It was dinner time. Madeleine was nowhere to be seen when he stepped into the galley. The gourmet chef was missing on her first assignment. Yesterday, when he was looking forward to this trip, including well-prepared meals by a real cook, he had not reckoned with seasickness.
He decided on a pre-packed beef curry and nothing for her. She could help herself when she felt like it. He warmed up the curry in a saucepan on the gas cooker and took the whole pan out with him into the cockpit. Eating straight from the saucepan meant that there was one less plate to wash. Only two things, in fact, because he ate it all with a single spoon. This was perfectly in line with the unofficial meal code that prevailed on the trip up to St Martin. For dessert he stood up and took a beer from the fridge. It was delicious. The second one no less so. It was simply remarkable how much nicer a good quality beer tasted after a day of exposure to sun and sea. Especially if it was fully deserved. It happened to be the perfect sundowner. Yes, he considered the general rule about how much alcohol the person on the watch was allowed to consume, which was nothing at all. But the beers were there and somebody had to drink them.
The short dusk of the lower latitudes was soon a thing of the past. A gibbous moon rose and reflected off the glassy swells. He looked up at the stars. They were so amazingly bright out here, where there were no lights from a city to interfere with the darkness. He realised that he was looking for the stars of the southern hemisphere. Where was the Southern Cross? His searching eyes found it on the horizon. And then where was the Pole Star? This was the northern hemisphere after all. It did not take him a long time to locate it. For somebody from the southern hemisphere this first discovery was a special moment, almost magical. It was supposed to be on the other side of the main mast for the course that they were taking and close to the Big Dipper, which he also identified. He leaned out to the starboard side and found it hugging the horizon. Every now and then a gentle sea pushed the yacht off course and he caught a better glimpse of it. Sailing by the Pole Star. How far back have people been doing exactly this? He felt a close connection to generations of seafarers from the earliest dawn of man. What did the vessels look like that these people used right at the beginning? He tried to remember from TV programmes what a Viking boat looked like. He looked out over the shimmering seascape and saw a wooden vessel with a high bow and high stern, about the same length as his own, the moonlight reflecting off a square sail, running before the breeze.

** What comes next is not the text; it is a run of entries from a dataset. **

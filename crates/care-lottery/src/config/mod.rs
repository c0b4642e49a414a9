use std::env;
use std::fmt;
use std::net::{IpAddr, SocketAddr};
use std::path::PathBuf;

use chrono::Duration;

/// Distinguishes runtime behavior for different stages of the service.
#[derive(Debug, Clone, Copy, PartialEq, Eq)]
pub enum AppEnvironment {
    Development,
    Test,
    Production,
}

impl AppEnvironment {
    fn from_str(value: &str) -> Self {
        match value.trim().to_ascii_lowercase().as_str() {
            "prod" | "production" => Self::Production,
            "test" | "ci" => Self::Test,
            _ => Self::Development,
        }
    }
}

/// Top-level configuration for the application.
#[derive(Debug, Clone)]
pub struct AppConfig {
    pub environment: AppEnvironment,
    pub server: ServerConfig,
    pub telemetry: TelemetryConfig,
    pub matching: MatchingPolicy,
    pub notifications: NotificationConfig,
    pub directory: DirectoryConfig,
}

impl AppConfig {
    pub fn load() -> Result<Self, ConfigError> {
        dotenvy::dotenv().ok();

        let environment = AppEnvironment::from_str(
            &env::var("APP_ENV").unwrap_or_else(|_| "development".to_string()),
        );

        let host = env::var("APP_HOST").unwrap_or_else(|_| "127.0.0.1".to_string());
        let port = env::var("APP_PORT")
            .unwrap_or_else(|_| "3000".to_string())
            .parse::<u16>()
            .map_err(|_| ConfigError::InvalidPort)?;

        let log_level = env::var("APP_LOG_LEVEL").unwrap_or_else(|_| "info".to_string());

        let defaults = MatchingPolicy::default();
        let matching = MatchingPolicy {
            enrollment_ttl_days: days_var(
                "MATCH_ENROLLMENT_TTL_DAYS",
                defaults.enrollment_ttl_days,
            )?,
            engagement_ceiling_days: days_var(
                "MATCH_ENGAGEMENT_CEILING_DAYS",
                defaults.engagement_ceiling_days,
            )?,
            confirmation_grace_days: days_var(
                "MATCH_CONFIRMATION_GRACE_DAYS",
                defaults.confirmation_grace_days,
            )?,
            min_justification_chars: match env::var("MATCH_MIN_JUSTIFICATION_CHARS") {
                Ok(raw) => raw.trim().parse::<usize>().map_err(|_| ConfigError::InvalidNumber {
                    key: "MATCH_MIN_JUSTIFICATION_CHARS",
                })?,
                Err(_) => defaults.min_justification_chars,
            },
            exclude_repeat_patients: flag_var(
                "MATCH_EXCLUDE_REPEAT_PATIENTS",
                defaults.exclude_repeat_patients,
            )?,
        };

        let notifications = NotificationConfig {
            public_base_url: env::var("APP_PUBLIC_URL")
                .unwrap_or_else(|_| format!("http://{host}:{port}")),
            sender: env::var("APP_MAIL_SENDER")
                .unwrap_or_else(|_| "no-reply@atendimento-solidario.org".to_string()),
            signature: env::var("APP_MAIL_SIGNATURE")
                .unwrap_or_else(|_| "Atendimento Solidário team".to_string()),
        };

        let directory = DirectoryConfig {
            seed_path: env::var("APP_DIRECTORY_SEED").ok().map(PathBuf::from),
        };

        Ok(Self {
            environment,
            server: ServerConfig { host, port },
            telemetry: TelemetryConfig { log_level },
            matching,
            notifications,
            directory,
        })
    }
}

fn days_var(key: &'static str, default: i64) -> Result<i64, ConfigError> {
    match env::var(key) {
        Ok(raw) => match raw.trim().parse::<i64>() {
            Ok(days) if days > 0 => Ok(days),
            _ => Err(ConfigError::InvalidNumber { key }),
        },
        Err(_) => Ok(default),
    }
}

fn flag_var(key: &'static str, default: bool) -> Result<bool, ConfigError> {
    match env::var(key) {
        Ok(raw) => match raw.trim().to_ascii_lowercase().as_str() {
            "1" | "true" | "yes" | "on" => Ok(true),
            "0" | "false" | "no" | "off" => Ok(false),
            _ => Err(ConfigError::InvalidFlag { key }),
        },
        Err(_) => Ok(default),
    }
}

/// Settings controlling the HTTP server binding.
#[derive(Debug, Clone)]
pub struct ServerConfig {
    pub host: String,
    pub port: u16,
}

impl ServerConfig {
    pub fn socket_addr(&self) -> Result<SocketAddr, ConfigError> {
        if self.host.eq_ignore_ascii_case("localhost") {
            return Ok(SocketAddr::new(IpAddr::from([127, 0, 0, 1]), self.port));
        }

        let ip: IpAddr = self
            .host
            .parse()
            .map_err(|source| ConfigError::InvalidHost { source })?;

        Ok(SocketAddr::new(ip, self.port))
    }
}

/// Tracing and metrics controls.
#[derive(Debug, Clone)]
pub struct TelemetryConfig {
    pub log_level: String,
}

/// Business windows and gates of the lottery.
#[derive(Debug, Clone, PartialEq, Eq)]
pub struct MatchingPolicy {
    /// Lifetime of a pool entry from enrollment or renewal.
    pub enrollment_ttl_days: i64,
    /// Planned end of a freshly drawn engagement.
    pub engagement_ceiling_days: i64,
    /// Age after which an unconfirmed completion is closed by the sweep.
    pub confirmation_grace_days: i64,
    pub min_justification_chars: usize,
    /// Skip patients this professional has drawn before.
    pub exclude_repeat_patients: bool,
}

impl MatchingPolicy {
    pub fn enrollment_ttl(&self) -> Duration {
        Duration::days(self.enrollment_ttl_days)
    }

    pub fn engagement_ceiling(&self) -> Duration {
        Duration::days(self.engagement_ceiling_days)
    }

    pub fn confirmation_grace(&self) -> Duration {
        Duration::days(self.confirmation_grace_days)
    }
}

impl Default for MatchingPolicy {
    fn default() -> Self {
        Self {
            enrollment_ttl_days: 30,
            engagement_ceiling_days: 30,
            confirmation_grace_days: 30,
            min_justification_chars: 20,
            exclude_repeat_patients: false,
        }
    }
}

/// Where confirmation links point and who signs outbound mail.
#[derive(Debug, Clone)]
pub struct NotificationConfig {
    pub public_base_url: String,
    pub sender: String,
    pub signature: String,
}

/// Source of patient and professional records.
#[derive(Debug, Clone, Default)]
pub struct DirectoryConfig {
    pub seed_path: Option<PathBuf>,
}

#[derive(Debug)]
pub enum ConfigError {
    InvalidPort,
    InvalidHost { source: std::net::AddrParseError },
    InvalidNumber { key: &'static str },
    InvalidFlag { key: &'static str },
}

impl fmt::Display for ConfigError {
    fn fmt(&self, f: &mut fmt::Formatter<'_>) -> fmt::Result {
        match self {
            ConfigError::InvalidPort => write!(f, "APP_PORT must be a valid u16"),
            ConfigError::InvalidHost { .. } => {
                write!(f, "APP_HOST must parse to an IPv4 or IPv6 address")
            }
            ConfigError::InvalidNumber { key } => {
                write!(f, "{key} must be a positive integer")
            }
            ConfigError::InvalidFlag { key } => {
                write!(f, "{key} must be one of true/false/1/0/yes/no/on/off")
            }
        }
    }
}

impl std::error::Error for ConfigError {
    fn source(&self) -> Option<&(dyn std::error::Error + 'static)> {
        match self {
            ConfigError::InvalidHost { source } => Some(source),
            ConfigError::InvalidPort
            | ConfigError::InvalidNumber { .. }
            | ConfigError::InvalidFlag { .. } => None,
        }
    }
}
//! Enrollment pool: eligibility, expiry, and requeue of lottery entries.

use std::collections::BTreeSet;

use chrono::{DateTime, Duration, Utc};
use tracing::{debug, info};

use super::domain::{
    Enrollment, EnrollmentId, EnrollmentRequest, EnrollmentStatus, StateAction, UserId,
};
use super::error::MatchingError;
use super::repository::Ledger;

/// Trimmed, validated enrollment fields.
#[derive(Debug, Clone, PartialEq, Eq)]
pub(crate) struct EnrollmentSlot {
    pub(crate) specialty: String,
    pub(crate) state: String,
    pub(crate) municipality: String,
    pub(crate) description: String,
}

pub(crate) fn validate(request: &EnrollmentRequest) -> Result<EnrollmentSlot, MatchingError> {
    let fields = [
        ("state", request.state.trim()),
        ("municipality", request.municipality.trim()),
        ("specialty", request.specialty.trim()),
        ("description", request.description.trim()),
    ];
    let missing: Vec<&str> = fields
        .iter()
        .filter(|(_, value)| value.is_empty())
        .map(|(name, _)| *name)
        .collect();
    if !missing.is_empty() {
        return Err(MatchingError::validation(format!(
            "all fields are required; missing: {}",
            missing.join(", ")
        )));
    }

    Ok(EnrollmentSlot {
        specialty: request.specialty.trim().to_string(),
        state: request.state.trim().to_string(),
        municipality: request.municipality.trim().to_string(),
        description: request.description.trim().to_string(),
    })
}

/// Create an `awaiting_draw` entry unless the patient already holds an open one for the slot.
pub(crate) fn enroll(
    ledger: &mut Ledger,
    patient: UserId,
    slot: &EnrollmentSlot,
    now: DateTime<Utc>,
    ttl: Duration,
) -> Result<Enrollment, MatchingError> {
    let duplicate = ledger.enrollments().any(|existing| {
        existing.occupies_slot(patient, &slot.specialty, &slot.state, &slot.municipality)
            && existing.blocks_new_enrollment(now)
    });
    if duplicate {
        return Err(MatchingError::DuplicateActiveEnrollment {
            specialty: slot.specialty.clone(),
            state: slot.state.clone(),
            municipality: slot.municipality.clone(),
        });
    }

    let enrollment = Enrollment {
        id: ledger.allocate_enrollment_id(),
        patient_id: patient,
        professional_id: None,
        specialty: slot.specialty.clone(),
        state: slot.state.clone(),
        municipality: slot.municipality.clone(),
        description: slot.description.clone(),
        status: EnrollmentStatus::AwaitingDraw,
        enrolled_at: now,
        renewed_at: None,
        drawn_at: None,
        expires_at: Some(now + ttl),
        cancelled_by_patient_at: None,
        cancelled_by_professional_at: None,
        finalized_at: None,
        origin_enrollment_id: None,
    };
    ledger.put_enrollment(enrollment.clone());
    info!(
        enrollment_id = %enrollment.id,
        patient_id = %patient,
        specialty = %enrollment.specialty,
        "patient enrolled in draw pool"
    );
    Ok(enrollment)
}

/// Entries owned by someone else are reported as missing.
pub(crate) fn owned<'a>(
    ledger: &'a Ledger,
    patient: UserId,
    id: EnrollmentId,
) -> Result<&'a Enrollment, MatchingError> {
    ledger
        .enrollment(id)
        .filter(|enrollment| enrollment.patient_id == patient)
        .ok_or_else(|| MatchingError::not_found(format!("enrollment {id} not found")))
}

fn owned_mut<'a>(
    ledger: &'a mut Ledger,
    patient: UserId,
    id: EnrollmentId,
) -> Result<&'a mut Enrollment, MatchingError> {
    ledger
        .enrollment_mut(id)
        .filter(|enrollment| enrollment.patient_id == patient)
        .ok_or_else(|| MatchingError::not_found(format!("enrollment {id} not found")))
}

/// Extend an awaiting entry by a fresh TTL. Status is unchanged.
///
/// A lapsed entry is only revived while no other open entry holds the same slot.
pub(crate) fn renew(
    ledger: &mut Ledger,
    patient: UserId,
    id: EnrollmentId,
    now: DateTime<Utc>,
    ttl: Duration,
) -> Result<Enrollment, MatchingError> {
    let current = owned(ledger, patient, id)?;
    if current.status != EnrollmentStatus::AwaitingDraw {
        return Err(MatchingError::InvalidStateTransition {
            action: StateAction::Renew,
            status: current.status.code(),
        });
    }
    if !current.is_unexpired(now) {
        let superseded = ledger.enrollments().any(|other| {
            other.id != id
                && other.occupies_slot(
                    patient,
                    &current.specialty,
                    &current.state,
                    &current.municipality,
                )
                && other.blocks_new_enrollment(now)
        });
        if superseded {
            return Err(MatchingError::DuplicateActiveEnrollment {
                specialty: current.specialty.clone(),
                state: current.state.clone(),
                municipality: current.municipality.clone(),
            });
        }
    }

    let enrollment = owned_mut(ledger, patient, id)?;
    enrollment.renewed_at = Some(now);
    enrollment.expires_at = Some(now + ttl);
    info!(enrollment_id = %id, "enrollment renewed");
    Ok(enrollment.clone())
}

/// Patient withdraws an entry that has not been drawn yet. No requeue follows.
pub(crate) fn withdraw(
    ledger: &mut Ledger,
    patient: UserId,
    id: EnrollmentId,
    now: DateTime<Utc>,
) -> Result<Enrollment, MatchingError> {
    let enrollment = owned_mut(ledger, patient, id)?;
    if enrollment.status != EnrollmentStatus::AwaitingDraw {
        return Err(MatchingError::InvalidStateTransition {
            action: StateAction::Withdraw,
            status: enrollment.status.code(),
        });
    }
    enrollment.status = EnrollmentStatus::CancelledByPatient;
    enrollment.cancelled_by_patient_at = Some(now);
    info!(enrollment_id = %id, "enrollment cancelled by patient");
    Ok(enrollment.clone())
}

/// Unexpired awaiting entries, one per specialty, lowest id first.
pub(crate) fn awaiting(ledger: &Ledger, patient: UserId, now: DateTime<Utc>) -> Vec<Enrollment> {
    let mut seen = BTreeSet::new();
    ledger
        .enrollments()
        .filter(|enrollment| enrollment.patient_id == patient && enrollment.is_drawable(now))
        .filter(|enrollment| seen.insert(enrollment.specialty.clone()))
        .cloned()
        .collect()
}

/// Close the entry behind an engagement. Only moves it when it is still in `expected`.
pub(crate) fn settle(
    ledger: &mut Ledger,
    id: EnrollmentId,
    expected: EnrollmentStatus,
    outcome: EnrollmentStatus,
    now: DateTime<Utc>,
) -> bool {
    let Some(enrollment) = ledger.enrollment_mut(id) else {
        debug!(enrollment_id = %id, "no enrollment behind engagement");
        return false;
    };
    if enrollment.status != expected {
        debug!(
            enrollment_id = %id,
            status = enrollment.status.code(),
            expected = expected.code(),
            "enrollment not in expected status; left unchanged"
        );
        return false;
    }

    enrollment.status = outcome;
    match outcome {
        EnrollmentStatus::CancelledByPatient => enrollment.cancelled_by_patient_at = Some(now),
        EnrollmentStatus::CancelledByProfessional => {
            enrollment.cancelled_by_professional_at = Some(now)
        }
        EnrollmentStatus::CompletedByProfessional => enrollment.finalized_at = Some(now),
        EnrollmentStatus::Confirmed => {
            enrollment.finalized_at.get_or_insert(now);
        }
        EnrollmentStatus::AwaitingDraw | EnrollmentStatus::DrawnInProgress => {}
    }
    info!(enrollment_id = %id, status = outcome.code(), "enrollment settled");
    true
}

/// Return the patient of a professional-cancelled entry to the pool with a fresh entry.
pub(crate) fn requeue(
    ledger: &mut Ledger,
    origin: EnrollmentId,
    now: DateTime<Utc>,
    ttl: Duration,
) -> Option<Enrollment> {
    let source = ledger
        .enrollment(origin)
        .filter(|source| source.status == EnrollmentStatus::CancelledByProfessional)?
        .clone();

    let requeued = Enrollment {
        id: ledger.allocate_enrollment_id(),
        patient_id: source.patient_id,
        professional_id: None,
        specialty: source.specialty,
        state: source.state,
        municipality: source.municipality,
        description: source.description,
        status: EnrollmentStatus::AwaitingDraw,
        enrolled_at: now,
        renewed_at: None,
        drawn_at: None,
        expires_at: Some(now + ttl),
        cancelled_by_patient_at: None,
        cancelled_by_professional_at: None,
        finalized_at: None,
        origin_enrollment_id: Some(origin),
    };
    ledger.put_enrollment(requeued.clone());
    info!(
        enrollment_id = %requeued.id,
        origin_enrollment_id = %origin,
        patient_id = %requeued.patient_id,
        "patient requeued after professional cancellation"
    );
    Some(requeued)
}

He dreaded the night for its long hours of boredom but it turned out not to be so bad. Mostly, it was because of the phosphorous effects. On their journey across the Atlantic he could remember perhaps two nights that were this spectacular. The yacht left a sparkling trail so bright that it competed with the night sky. He could be sailing amongst the stars for all that brightness. Also, all around him the sea came to life. On the port side fiery loops approached and threatened the boat. Were these dolphins? Probably. On the starboard side another set of pyrotechnics developed, round and round. These were big fishes chasing smaller fishes, the experienced hands explained. He looked over the side into the water and could see an occasional comet with a tail of sparks pass in the depths several metres below. Probably a shark. Or another dolphin. He looked for tell-tale sparks of fishes that were following the yacht like they had done in the doldrums of the Southern Atlantic but saw nothing. They were going just a bit too fast for that.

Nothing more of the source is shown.